## WORK ITEM:
Take the listing and give it again exactly, from its first line to its last line.

======== DATA TO EXAMINE ========

use crate::config::AppConfig;
use crate::errors::ServiceError;
use metrics::{counter, gauge};
use sea_orm::{ConnectOptions, Database, DatabaseConnection};
use sea_orm_migration::MigratorTrait;
use std::time::Duration;
use tracing::{debug, error, info};

/// Type alias for a database connection pool
pub type DbPool = DatabaseConnection;

/// Configuration for database connection
#[derive(Debug, Clone)]
pub struct DbConfig {
    pub url: String,
    pub max_connections: u32,
    pub min_connections: u32,
    pub connect_timeout: Duration,
    pub idle_timeout: Duration,
    pub acquire_timeout: Duration,
}

impl Default for DbConfig {
    fn default() -> Self {
        Self {
            url: String::new(),
            max_connections: 10,
            min_connections: 1,
            connect_timeout: Duration::from_secs(30),
            idle_timeout: Duration::from_secs(600),
            acquire_timeout: Duration::from_secs(8),
        }
    }
}

impl From<&AppConfig> for DbConfig {
    fn from(cfg: &AppConfig) -> Self {
        Self {
            url: cfg.database_url.clone(),
            max_connections: cfg.db_max_connections,
            min_connections: cfg.db_min_connections,
            connect_timeout: Duration::from_secs(cfg.db_connect_timeout_secs),
            idle_timeout: Duration::from_secs(cfg.db_idle_timeout_secs),
            acquire_timeout: Duration::from_secs(cfg.db_acquire_timeout_secs),
        }
    }
}

/// Establishes a connection pool to the database with custom configuration
pub async fn establish_connection_with_config(config: &DbConfig) -> Result<DbPool, ServiceError> {
    debug!("Configuring database connection with: {:?}", config);

    let mut opt = ConnectOptions::new(config.url.clone());
    opt.max_connections(config.max_connections)
        .min_connections(config.min_connections)
        .connect_timeout(config.connect_timeout)
        .acquire_timeout(config.acquire_timeout)
        .idle_timeout(config.idle_timeout)
        .sqlx_logging(true);

    gauge!("workshop_db.max_connections", config.max_connections as f64);

    info!(
        "Connecting to database with max_connections={}",
        config.max_connections
    );

    let db_pool = Database::connect(opt)
        .await
        .map_err(ServiceError::db_error)?;

    info!("Database connection pool established successfully");

    Ok(db_pool)
}

/// Establish DB pool using AppConfig tuning
pub async fn establish_connection_from_app_config(cfg: &AppConfig) -> Result<DbPool, ServiceError> {
    let db_cfg: DbConfig = cfg.into();
    establish_connection_with_config(&db_cfg).await
}

/// Runs database migrations
pub async fn run_migrations(pool: &DbPool) -> Result<(), ServiceError> {
    info!("Running database migrations");
    let start = std::time::Instant::now();

    let result = crate::migrator::Migrator::up(pool, None)
        .await
        .map_err(ServiceError::db_error);

    let elapsed = start.elapsed();
    match &result {
        Ok(_) => info!(
            "Database migrations completed successfully in {:?}",
            elapsed
        ),
        Err(e) => error!("Database migrations failed after {:?}: {}", elapsed, e),
    }

    result
}

/// Checks if the database connection is active
pub async fn check_connection(pool: &DbPool) -> Result<(), ServiceError> {
    debug!("Checking database connection");
    let start = std::time::Instant::now();

    let result = pool.ping().await.map_err(ServiceError::db_error);

    let elapsed = start.elapsed();
    match &result {
        Ok(_) => {
            debug!("Database connection check successful in {:?}", elapsed);
            gauge!(
                "workshop_db.connection_latency",
                elapsed.as_millis() as f64
            );
        }
        Err(e) => {
            error!(
                "Database connection check failed after {:?}: {}",
                elapsed, e
            );
            counter!("workshop_db.connection_failures", 1);
        }
    }

    result
}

========

## PROBLEM SOLUTION:
use crate::config::AppConfig;
use crate::errors::ServiceError;
use metrics::{counter, gauge};
use sea_orm::{ConnectOptions, Database, DatabaseConnection};
use sea_orm_migration::MigratorTrait;
use std::time::Duration;
use tracing::{debug, error, info};

/// Type alias for a database connection pool
pub type DbPool = DatabaseConnection;

/// Configuration for database connection
#[derive(Debug, Clone)]
pub struct DbConfig {
    pub url: String,
    pub max_connections: u32,
    pub min_connections: u32,
    pub connect_timeout: Duration,
    pub idle_timeout: Duration,
    pub acquire_timeout: Duration,
}

impl Default for DbConfig {
    fn default() -> Self {
        Self {
            url: String::new(),
            max_connections: 10,
            min_connections: 1,
            connect_timeout: Duration::from_secs(30),
            idle_timeout: Duration::from_secs(600),
            acquire_timeout: Duration::from_secs(8),
        }
    }
}

impl From<&AppConfig> for DbConfig {
    fn from(cfg: &AppConfig) -> Self {
        Self {
            url: cfg.database_url.clone(),
            max_connections: cfg.db_max_connections,
            min_connections: cfg.db_min_connections,
            connect_timeout: Duration::from_secs(cfg.db_connect_timeout_secs),
            idle_timeout: Duration::from_secs(cfg.db_idle_timeout_secs),
            acquire_timeout: Duration::from_secs(cfg.db_acquire_timeout_secs),
        }
    }
}

/// Establishes a connection pool to the database with custom configuration
pub async fn establish_connection_with_config(config: &DbConfig) -> Result<DbPool, ServiceError> {
    debug!("Configuring database connection with: {:?}", config);

    let mut opt = ConnectOptions::new(config.url.clone());
    opt.max_connections(config.max_connections)
        .min_connections(config.min_connections)
        .connect_timeout(config.connect_timeout)
        .acquire_timeout(config.acquire_timeout)
        .idle_timeout(config.idle_timeout)
        .sqlx_logging(true);

    gauge!("workshop_db.max_connections", config.max_connections as f64);

    info!(
        "Connecting to database with max_connections={}",
        config.max_connections
    );

    let db_pool = Database::connect(opt)
        .await
        .map_err(ServiceError::db_error)?;

    info!("Database connection pool established successfully");

    Ok(db_pool)
}

/// Establish DB pool using AppConfig tuning
pub async fn establish_connection_from_app_config(cfg: &AppConfig) -> Result<DbPool, ServiceError> {
    let db_cfg: DbConfig = cfg.into();
    establish_connection_with_config(&db_cfg).await
}

/// Runs database migrations
pub async fn run_migrations(pool: &DbPool) -> Result<(), ServiceError> {
    info!("Running database migrations");
    let start = std::time::Instant::now();

    let result = crate::migrator::Migrator::up(pool, None)
        .await
        .map_err(ServiceError::db_error);

    let elapsed = start.elapsed();
    match &result {
        Ok(_) => info!(
            "Database migrations completed successfully in {:?}",
            elapsed
        ),
        Err(e) => error!("Database migrations failed after {:?}: {}", elapsed, e),
    }

    result
}

/// Checks if the database connection is active
pub async fn check_connection(pool: &DbPool) -> Result<(), ServiceError> {
    debug!("Checking database connection");
    let start = std::time::Instant::now();

    let result = pool.ping().await.map_err(ServiceError::db_error);

    let elapsed = start.elapsed();
    match &result {
        Ok(_) => {
            debug!("Database connection check successful in {:?}", elapsed);
            gauge!(
                "workshop_db.connection_latency",
                elapsed.as_millis() as f64
            );
        }
        Err(e) => {
            error!(
                "Database connection check failed after {:?}: {}",
                elapsed, e
            );
            counter!("workshop_db.connection_failures", 1);
        }
    }

    result
}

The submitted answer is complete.